▶ **Problem to work on**
Lines from the start of the data through the line containing "fs::create_dir_all(&self.dir)?;" must be given again exactly. Leave the others out.

[Saved entries]
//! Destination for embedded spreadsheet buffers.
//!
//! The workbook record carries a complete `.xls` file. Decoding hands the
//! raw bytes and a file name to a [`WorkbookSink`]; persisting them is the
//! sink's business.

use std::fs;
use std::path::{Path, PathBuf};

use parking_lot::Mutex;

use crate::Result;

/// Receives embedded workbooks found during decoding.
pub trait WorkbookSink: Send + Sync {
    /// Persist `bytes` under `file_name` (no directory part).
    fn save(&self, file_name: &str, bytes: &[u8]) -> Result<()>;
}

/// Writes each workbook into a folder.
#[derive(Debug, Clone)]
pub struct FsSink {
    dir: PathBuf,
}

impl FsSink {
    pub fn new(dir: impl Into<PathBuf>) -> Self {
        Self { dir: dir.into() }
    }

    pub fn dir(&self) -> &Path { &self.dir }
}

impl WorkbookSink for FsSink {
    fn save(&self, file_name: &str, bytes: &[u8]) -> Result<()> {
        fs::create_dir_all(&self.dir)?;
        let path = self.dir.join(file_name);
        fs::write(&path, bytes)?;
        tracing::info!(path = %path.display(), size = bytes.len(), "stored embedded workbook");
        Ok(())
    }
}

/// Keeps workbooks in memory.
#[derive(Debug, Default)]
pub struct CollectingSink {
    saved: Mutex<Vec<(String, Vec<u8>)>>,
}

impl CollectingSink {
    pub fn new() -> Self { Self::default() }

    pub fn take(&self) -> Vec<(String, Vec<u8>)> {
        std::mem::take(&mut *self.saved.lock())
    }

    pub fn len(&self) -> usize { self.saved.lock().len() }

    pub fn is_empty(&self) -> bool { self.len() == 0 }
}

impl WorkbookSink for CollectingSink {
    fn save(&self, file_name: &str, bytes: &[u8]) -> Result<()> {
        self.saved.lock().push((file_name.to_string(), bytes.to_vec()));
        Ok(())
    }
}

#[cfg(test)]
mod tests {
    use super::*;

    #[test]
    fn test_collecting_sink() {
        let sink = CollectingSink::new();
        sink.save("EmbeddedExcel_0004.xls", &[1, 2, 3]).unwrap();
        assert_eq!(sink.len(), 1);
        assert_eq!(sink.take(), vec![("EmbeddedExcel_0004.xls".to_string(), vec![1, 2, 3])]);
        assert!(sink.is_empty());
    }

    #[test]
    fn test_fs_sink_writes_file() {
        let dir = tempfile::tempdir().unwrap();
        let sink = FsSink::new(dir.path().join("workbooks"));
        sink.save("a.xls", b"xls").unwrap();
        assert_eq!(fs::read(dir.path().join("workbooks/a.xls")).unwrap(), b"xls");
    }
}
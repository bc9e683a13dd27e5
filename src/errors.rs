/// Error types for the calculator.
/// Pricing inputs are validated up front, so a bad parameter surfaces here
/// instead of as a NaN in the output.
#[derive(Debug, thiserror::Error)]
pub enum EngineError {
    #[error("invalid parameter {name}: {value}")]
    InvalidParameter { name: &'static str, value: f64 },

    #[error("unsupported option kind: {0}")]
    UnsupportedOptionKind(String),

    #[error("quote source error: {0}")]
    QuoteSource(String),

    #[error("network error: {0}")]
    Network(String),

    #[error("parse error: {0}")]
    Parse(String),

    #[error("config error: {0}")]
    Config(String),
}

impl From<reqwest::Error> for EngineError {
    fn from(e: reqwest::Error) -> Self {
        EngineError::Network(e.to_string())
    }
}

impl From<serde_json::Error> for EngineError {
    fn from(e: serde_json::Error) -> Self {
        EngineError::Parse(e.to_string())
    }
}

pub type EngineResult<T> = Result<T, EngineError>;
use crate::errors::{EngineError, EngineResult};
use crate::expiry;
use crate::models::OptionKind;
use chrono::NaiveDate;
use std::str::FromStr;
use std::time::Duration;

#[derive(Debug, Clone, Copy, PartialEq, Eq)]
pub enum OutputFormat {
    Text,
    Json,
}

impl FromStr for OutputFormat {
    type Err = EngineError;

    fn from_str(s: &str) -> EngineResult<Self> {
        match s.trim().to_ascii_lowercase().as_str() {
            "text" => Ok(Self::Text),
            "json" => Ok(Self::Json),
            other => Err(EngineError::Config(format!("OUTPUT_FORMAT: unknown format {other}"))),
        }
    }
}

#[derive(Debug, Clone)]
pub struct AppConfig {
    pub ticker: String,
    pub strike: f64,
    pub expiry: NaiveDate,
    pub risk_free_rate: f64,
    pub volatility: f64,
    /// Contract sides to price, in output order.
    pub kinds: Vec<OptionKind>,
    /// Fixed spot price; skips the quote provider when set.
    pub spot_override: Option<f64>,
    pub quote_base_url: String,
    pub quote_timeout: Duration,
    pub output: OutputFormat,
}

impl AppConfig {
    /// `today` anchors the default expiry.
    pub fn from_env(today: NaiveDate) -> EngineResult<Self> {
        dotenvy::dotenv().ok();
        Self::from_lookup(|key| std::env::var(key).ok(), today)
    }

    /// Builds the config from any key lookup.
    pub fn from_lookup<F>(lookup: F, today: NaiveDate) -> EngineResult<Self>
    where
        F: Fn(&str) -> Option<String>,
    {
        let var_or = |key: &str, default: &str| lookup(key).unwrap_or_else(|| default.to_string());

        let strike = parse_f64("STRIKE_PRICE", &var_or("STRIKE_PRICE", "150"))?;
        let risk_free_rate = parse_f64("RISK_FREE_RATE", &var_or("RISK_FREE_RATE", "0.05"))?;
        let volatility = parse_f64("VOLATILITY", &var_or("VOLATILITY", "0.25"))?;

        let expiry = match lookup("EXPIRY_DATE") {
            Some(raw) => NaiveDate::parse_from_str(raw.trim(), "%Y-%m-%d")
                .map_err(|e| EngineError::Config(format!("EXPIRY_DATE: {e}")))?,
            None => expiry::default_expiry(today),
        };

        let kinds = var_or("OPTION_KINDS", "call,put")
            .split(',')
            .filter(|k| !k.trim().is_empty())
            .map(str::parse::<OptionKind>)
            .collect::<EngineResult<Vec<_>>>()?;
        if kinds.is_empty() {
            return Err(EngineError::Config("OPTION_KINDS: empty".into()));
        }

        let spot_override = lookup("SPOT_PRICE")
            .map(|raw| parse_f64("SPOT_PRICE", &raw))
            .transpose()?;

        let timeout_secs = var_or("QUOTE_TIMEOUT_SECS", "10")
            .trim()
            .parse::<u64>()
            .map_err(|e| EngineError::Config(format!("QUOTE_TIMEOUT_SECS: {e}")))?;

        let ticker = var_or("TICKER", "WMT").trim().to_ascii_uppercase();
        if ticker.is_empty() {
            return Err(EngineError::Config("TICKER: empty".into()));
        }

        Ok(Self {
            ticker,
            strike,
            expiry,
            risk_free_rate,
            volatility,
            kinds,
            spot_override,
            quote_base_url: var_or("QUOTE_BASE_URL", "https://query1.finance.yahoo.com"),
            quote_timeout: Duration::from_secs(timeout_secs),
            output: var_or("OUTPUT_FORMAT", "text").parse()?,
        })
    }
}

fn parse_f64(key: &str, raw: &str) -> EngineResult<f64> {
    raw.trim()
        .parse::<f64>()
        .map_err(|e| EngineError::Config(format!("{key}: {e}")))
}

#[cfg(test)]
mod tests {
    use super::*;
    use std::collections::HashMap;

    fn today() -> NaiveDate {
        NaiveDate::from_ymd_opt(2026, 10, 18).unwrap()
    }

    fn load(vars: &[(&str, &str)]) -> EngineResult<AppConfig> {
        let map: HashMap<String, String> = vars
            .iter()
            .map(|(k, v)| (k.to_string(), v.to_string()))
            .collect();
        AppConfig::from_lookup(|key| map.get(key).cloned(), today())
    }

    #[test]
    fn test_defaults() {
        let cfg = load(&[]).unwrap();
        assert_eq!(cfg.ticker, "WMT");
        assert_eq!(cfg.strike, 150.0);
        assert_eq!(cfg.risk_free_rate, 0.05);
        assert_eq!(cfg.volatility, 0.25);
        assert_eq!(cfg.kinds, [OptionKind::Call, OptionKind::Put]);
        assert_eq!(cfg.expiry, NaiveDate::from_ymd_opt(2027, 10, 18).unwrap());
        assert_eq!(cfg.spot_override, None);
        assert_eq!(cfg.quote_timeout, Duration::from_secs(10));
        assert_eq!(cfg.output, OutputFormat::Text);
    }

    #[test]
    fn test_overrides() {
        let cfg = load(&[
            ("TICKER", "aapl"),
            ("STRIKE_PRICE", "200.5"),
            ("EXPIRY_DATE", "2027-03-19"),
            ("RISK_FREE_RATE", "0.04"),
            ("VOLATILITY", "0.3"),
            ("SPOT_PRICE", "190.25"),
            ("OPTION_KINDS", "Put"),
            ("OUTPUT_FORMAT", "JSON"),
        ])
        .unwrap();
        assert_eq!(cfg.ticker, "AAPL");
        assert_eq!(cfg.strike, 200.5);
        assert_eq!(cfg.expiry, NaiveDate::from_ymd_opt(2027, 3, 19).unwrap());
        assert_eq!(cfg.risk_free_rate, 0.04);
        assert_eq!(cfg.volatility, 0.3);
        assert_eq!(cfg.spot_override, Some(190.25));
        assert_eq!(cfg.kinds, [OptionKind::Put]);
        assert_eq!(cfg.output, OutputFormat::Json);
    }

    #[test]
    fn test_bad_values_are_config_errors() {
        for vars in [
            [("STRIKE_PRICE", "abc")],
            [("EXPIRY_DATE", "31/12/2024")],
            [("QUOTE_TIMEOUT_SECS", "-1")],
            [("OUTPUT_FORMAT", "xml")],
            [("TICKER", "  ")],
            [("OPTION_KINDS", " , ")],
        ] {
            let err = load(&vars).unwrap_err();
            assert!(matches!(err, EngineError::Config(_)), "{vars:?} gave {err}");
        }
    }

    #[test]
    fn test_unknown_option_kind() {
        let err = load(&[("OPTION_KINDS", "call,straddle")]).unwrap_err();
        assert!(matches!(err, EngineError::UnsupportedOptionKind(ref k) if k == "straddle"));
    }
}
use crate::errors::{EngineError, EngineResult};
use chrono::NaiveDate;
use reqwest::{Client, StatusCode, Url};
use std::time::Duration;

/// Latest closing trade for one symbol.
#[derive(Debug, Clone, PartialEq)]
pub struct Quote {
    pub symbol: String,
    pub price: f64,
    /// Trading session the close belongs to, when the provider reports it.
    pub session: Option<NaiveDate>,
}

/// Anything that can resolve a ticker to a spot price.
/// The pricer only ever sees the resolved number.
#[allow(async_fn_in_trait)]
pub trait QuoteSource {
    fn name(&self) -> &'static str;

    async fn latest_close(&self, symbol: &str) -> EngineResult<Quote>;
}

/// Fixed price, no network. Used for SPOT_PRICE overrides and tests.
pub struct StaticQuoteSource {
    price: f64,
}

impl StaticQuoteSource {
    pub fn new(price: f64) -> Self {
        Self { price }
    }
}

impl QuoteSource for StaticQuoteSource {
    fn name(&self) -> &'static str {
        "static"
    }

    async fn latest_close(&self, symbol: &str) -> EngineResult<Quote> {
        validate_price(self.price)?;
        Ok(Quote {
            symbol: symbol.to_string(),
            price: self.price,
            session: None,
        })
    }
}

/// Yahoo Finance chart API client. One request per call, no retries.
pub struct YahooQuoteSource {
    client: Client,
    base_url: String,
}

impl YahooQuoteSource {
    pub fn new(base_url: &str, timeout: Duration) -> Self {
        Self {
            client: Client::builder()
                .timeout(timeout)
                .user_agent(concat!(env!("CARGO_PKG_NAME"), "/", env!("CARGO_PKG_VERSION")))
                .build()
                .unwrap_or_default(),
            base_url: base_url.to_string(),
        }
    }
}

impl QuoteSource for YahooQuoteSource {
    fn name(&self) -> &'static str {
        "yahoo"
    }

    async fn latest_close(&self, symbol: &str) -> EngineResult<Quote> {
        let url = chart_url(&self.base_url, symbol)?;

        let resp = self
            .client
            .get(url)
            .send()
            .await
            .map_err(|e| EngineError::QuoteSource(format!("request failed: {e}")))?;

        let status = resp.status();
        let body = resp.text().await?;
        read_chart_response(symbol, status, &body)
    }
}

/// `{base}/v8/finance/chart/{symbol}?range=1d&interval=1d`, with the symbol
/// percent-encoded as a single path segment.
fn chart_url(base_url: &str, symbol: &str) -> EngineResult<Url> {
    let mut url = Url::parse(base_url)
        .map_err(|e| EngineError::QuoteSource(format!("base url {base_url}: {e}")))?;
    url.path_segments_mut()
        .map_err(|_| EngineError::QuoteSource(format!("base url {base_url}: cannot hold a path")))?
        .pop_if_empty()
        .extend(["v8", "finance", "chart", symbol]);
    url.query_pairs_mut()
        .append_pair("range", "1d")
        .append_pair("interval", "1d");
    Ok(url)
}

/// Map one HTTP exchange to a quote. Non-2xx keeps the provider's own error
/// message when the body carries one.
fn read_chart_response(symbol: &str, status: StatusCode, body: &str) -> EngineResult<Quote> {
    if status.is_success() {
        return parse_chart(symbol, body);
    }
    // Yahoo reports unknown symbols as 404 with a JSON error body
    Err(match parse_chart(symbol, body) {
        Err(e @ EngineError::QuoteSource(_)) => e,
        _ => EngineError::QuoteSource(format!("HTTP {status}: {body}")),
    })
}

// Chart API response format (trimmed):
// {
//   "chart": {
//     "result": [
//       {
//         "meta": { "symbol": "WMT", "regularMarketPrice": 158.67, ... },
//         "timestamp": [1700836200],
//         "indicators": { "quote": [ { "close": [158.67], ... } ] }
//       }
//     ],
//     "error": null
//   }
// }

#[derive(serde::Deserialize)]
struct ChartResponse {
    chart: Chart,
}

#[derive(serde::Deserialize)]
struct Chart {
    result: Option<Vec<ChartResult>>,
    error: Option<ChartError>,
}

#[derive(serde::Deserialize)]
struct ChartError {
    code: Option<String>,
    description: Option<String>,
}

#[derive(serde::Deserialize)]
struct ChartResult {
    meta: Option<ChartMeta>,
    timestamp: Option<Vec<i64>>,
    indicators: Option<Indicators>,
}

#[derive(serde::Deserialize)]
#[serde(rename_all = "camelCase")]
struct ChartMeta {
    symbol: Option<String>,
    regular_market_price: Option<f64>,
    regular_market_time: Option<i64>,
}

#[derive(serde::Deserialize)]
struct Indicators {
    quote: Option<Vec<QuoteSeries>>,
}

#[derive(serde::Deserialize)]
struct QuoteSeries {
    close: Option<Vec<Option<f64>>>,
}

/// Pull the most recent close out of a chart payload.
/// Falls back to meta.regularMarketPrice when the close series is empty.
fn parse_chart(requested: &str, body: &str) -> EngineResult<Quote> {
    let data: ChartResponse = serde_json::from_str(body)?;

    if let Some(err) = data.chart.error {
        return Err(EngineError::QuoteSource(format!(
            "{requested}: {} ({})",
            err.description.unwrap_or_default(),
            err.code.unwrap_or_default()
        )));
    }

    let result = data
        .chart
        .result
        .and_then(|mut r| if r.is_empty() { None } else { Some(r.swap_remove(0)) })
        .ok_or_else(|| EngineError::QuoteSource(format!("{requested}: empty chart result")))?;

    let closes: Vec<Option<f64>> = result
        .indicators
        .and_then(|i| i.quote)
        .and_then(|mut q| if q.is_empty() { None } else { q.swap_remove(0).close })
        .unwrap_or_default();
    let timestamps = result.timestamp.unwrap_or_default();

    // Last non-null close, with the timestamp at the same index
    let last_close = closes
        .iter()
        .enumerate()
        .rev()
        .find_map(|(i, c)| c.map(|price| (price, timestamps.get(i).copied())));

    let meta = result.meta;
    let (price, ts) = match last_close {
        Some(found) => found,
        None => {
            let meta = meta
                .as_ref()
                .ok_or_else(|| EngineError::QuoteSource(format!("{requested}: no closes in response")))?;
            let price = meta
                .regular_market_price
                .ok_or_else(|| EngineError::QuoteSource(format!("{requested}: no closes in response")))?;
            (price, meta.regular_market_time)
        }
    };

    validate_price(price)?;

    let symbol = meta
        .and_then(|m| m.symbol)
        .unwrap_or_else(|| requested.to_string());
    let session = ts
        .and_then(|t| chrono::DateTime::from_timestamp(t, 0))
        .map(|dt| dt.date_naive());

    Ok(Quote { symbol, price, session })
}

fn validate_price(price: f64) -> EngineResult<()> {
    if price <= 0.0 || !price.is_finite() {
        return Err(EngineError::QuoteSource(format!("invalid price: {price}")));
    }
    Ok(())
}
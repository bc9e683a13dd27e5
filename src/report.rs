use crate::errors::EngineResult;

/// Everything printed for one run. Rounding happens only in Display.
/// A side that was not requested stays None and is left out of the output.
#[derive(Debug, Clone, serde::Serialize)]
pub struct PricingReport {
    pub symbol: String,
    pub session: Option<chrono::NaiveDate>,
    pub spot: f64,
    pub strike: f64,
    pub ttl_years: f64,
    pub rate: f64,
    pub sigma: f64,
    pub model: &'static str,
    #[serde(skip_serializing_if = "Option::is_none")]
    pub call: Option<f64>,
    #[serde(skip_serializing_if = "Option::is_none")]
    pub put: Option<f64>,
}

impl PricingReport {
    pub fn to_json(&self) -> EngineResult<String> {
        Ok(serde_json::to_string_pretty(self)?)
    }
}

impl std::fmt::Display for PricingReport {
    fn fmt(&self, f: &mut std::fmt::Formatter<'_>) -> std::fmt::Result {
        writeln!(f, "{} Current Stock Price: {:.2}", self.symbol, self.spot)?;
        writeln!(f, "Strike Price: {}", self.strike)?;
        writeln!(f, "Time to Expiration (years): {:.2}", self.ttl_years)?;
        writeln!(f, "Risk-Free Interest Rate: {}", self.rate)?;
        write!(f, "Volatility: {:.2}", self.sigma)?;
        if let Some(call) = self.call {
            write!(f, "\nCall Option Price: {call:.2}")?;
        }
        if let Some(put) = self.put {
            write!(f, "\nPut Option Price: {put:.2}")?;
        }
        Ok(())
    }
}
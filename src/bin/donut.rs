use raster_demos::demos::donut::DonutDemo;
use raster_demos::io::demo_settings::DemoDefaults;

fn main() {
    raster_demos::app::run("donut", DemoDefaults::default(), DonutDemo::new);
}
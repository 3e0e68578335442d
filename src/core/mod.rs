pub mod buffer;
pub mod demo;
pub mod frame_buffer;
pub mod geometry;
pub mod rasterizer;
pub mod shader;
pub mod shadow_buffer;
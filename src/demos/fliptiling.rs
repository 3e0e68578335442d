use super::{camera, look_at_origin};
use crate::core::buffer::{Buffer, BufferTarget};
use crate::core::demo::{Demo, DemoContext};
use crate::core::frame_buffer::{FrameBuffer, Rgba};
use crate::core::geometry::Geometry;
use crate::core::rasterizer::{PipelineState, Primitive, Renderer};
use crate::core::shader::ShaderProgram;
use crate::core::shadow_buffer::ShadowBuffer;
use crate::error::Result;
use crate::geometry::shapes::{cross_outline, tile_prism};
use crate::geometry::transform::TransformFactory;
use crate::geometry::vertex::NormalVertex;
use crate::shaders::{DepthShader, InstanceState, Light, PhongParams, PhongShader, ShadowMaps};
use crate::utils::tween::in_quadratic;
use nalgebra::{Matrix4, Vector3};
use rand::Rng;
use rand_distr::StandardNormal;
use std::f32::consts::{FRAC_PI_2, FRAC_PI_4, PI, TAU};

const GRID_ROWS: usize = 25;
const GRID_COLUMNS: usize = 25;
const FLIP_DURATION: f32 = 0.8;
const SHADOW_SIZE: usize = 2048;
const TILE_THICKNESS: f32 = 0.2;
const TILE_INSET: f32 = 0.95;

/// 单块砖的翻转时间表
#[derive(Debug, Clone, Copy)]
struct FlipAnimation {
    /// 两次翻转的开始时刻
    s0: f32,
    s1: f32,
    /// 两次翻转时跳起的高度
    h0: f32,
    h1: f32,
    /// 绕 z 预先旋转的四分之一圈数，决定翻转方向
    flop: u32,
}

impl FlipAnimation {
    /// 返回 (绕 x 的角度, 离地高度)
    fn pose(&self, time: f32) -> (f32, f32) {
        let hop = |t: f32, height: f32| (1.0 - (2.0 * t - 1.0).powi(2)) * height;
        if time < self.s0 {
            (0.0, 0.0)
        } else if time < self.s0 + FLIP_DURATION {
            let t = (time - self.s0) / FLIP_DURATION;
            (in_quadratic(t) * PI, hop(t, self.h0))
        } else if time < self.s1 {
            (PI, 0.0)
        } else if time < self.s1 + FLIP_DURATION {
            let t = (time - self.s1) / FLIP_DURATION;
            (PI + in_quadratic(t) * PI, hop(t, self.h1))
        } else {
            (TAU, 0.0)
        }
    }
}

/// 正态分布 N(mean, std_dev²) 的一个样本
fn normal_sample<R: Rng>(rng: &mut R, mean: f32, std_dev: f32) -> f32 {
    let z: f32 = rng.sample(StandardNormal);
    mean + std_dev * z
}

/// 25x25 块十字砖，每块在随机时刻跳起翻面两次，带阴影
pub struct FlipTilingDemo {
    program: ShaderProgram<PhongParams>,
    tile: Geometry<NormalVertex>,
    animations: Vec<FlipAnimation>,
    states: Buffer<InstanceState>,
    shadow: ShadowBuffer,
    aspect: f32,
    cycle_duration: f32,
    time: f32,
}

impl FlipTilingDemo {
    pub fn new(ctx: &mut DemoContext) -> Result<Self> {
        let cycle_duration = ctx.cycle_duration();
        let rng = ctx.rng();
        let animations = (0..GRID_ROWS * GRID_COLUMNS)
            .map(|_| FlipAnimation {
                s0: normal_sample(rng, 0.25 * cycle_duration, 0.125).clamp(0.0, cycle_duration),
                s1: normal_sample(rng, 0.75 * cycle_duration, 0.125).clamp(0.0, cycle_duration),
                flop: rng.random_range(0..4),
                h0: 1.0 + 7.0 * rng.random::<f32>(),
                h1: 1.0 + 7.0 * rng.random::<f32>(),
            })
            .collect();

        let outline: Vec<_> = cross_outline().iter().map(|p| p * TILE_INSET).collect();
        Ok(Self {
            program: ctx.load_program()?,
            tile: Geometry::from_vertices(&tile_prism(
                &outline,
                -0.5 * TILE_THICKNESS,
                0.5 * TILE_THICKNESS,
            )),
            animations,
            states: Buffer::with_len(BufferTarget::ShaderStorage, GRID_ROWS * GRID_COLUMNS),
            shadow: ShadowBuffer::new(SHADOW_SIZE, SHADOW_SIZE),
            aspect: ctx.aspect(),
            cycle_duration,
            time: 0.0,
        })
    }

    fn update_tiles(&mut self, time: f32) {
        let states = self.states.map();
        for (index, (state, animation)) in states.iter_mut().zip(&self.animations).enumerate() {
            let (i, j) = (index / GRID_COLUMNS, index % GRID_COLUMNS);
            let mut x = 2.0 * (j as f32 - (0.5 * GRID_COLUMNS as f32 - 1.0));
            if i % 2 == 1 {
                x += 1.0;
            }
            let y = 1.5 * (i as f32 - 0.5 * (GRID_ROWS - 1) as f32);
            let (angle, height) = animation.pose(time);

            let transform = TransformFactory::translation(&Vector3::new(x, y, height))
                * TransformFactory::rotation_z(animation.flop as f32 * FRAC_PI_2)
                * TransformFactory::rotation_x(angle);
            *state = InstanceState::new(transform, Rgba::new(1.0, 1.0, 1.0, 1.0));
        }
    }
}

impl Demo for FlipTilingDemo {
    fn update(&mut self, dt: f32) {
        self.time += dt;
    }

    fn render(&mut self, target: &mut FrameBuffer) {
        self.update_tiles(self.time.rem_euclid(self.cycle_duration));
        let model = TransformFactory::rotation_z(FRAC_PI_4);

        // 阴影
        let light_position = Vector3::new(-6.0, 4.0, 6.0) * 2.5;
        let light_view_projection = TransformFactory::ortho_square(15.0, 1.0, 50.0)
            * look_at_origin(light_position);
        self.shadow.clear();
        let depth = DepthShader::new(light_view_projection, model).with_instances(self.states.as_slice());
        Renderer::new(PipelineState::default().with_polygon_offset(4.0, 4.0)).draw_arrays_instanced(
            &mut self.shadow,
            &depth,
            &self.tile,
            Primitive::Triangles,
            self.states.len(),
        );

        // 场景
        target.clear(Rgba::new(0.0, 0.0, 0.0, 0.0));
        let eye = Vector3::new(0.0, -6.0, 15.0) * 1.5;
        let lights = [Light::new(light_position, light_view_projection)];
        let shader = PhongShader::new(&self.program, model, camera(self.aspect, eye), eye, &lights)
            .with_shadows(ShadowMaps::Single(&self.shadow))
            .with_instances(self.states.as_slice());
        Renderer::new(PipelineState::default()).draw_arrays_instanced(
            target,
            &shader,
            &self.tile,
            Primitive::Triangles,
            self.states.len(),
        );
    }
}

▶ **Solution to the exercise**
//! Destination for embedded spreadsheet buffers.
//!
//! The workbook record carries a complete `.xls` file. Decoding hands the
//! raw bytes and a file name to a [`WorkbookSink`]; persisting them is the
//! sink's business.

use std::fs;
use std::path::{Path, PathBuf};

use parking_lot::Mutex;

use crate::Result;

/// Receives embedded workbooks found during decoding.
pub trait WorkbookSink: Send + Sync {
    /// Persist `bytes` under `file_name` (no directory part).
    fn save(&self, file_name: &str, bytes: &[u8]) -> Result<()>;
}

/// Writes each workbook into a folder.
#[derive(Debug, Clone)]
pub struct FsSink {
    dir: PathBuf,
}

impl FsSink {
    pub fn new(dir: impl Into<PathBuf>) -> Self {
        Self { dir: dir.into() }
    }

    pub fn dir(&self) -> &Path { &self.dir }
}

impl WorkbookSink for FsSink {
    fn save(&self, file_name: &str, bytes: &[u8]) -> Result<()> {
        fs::create_dir_all(&self.dir)?;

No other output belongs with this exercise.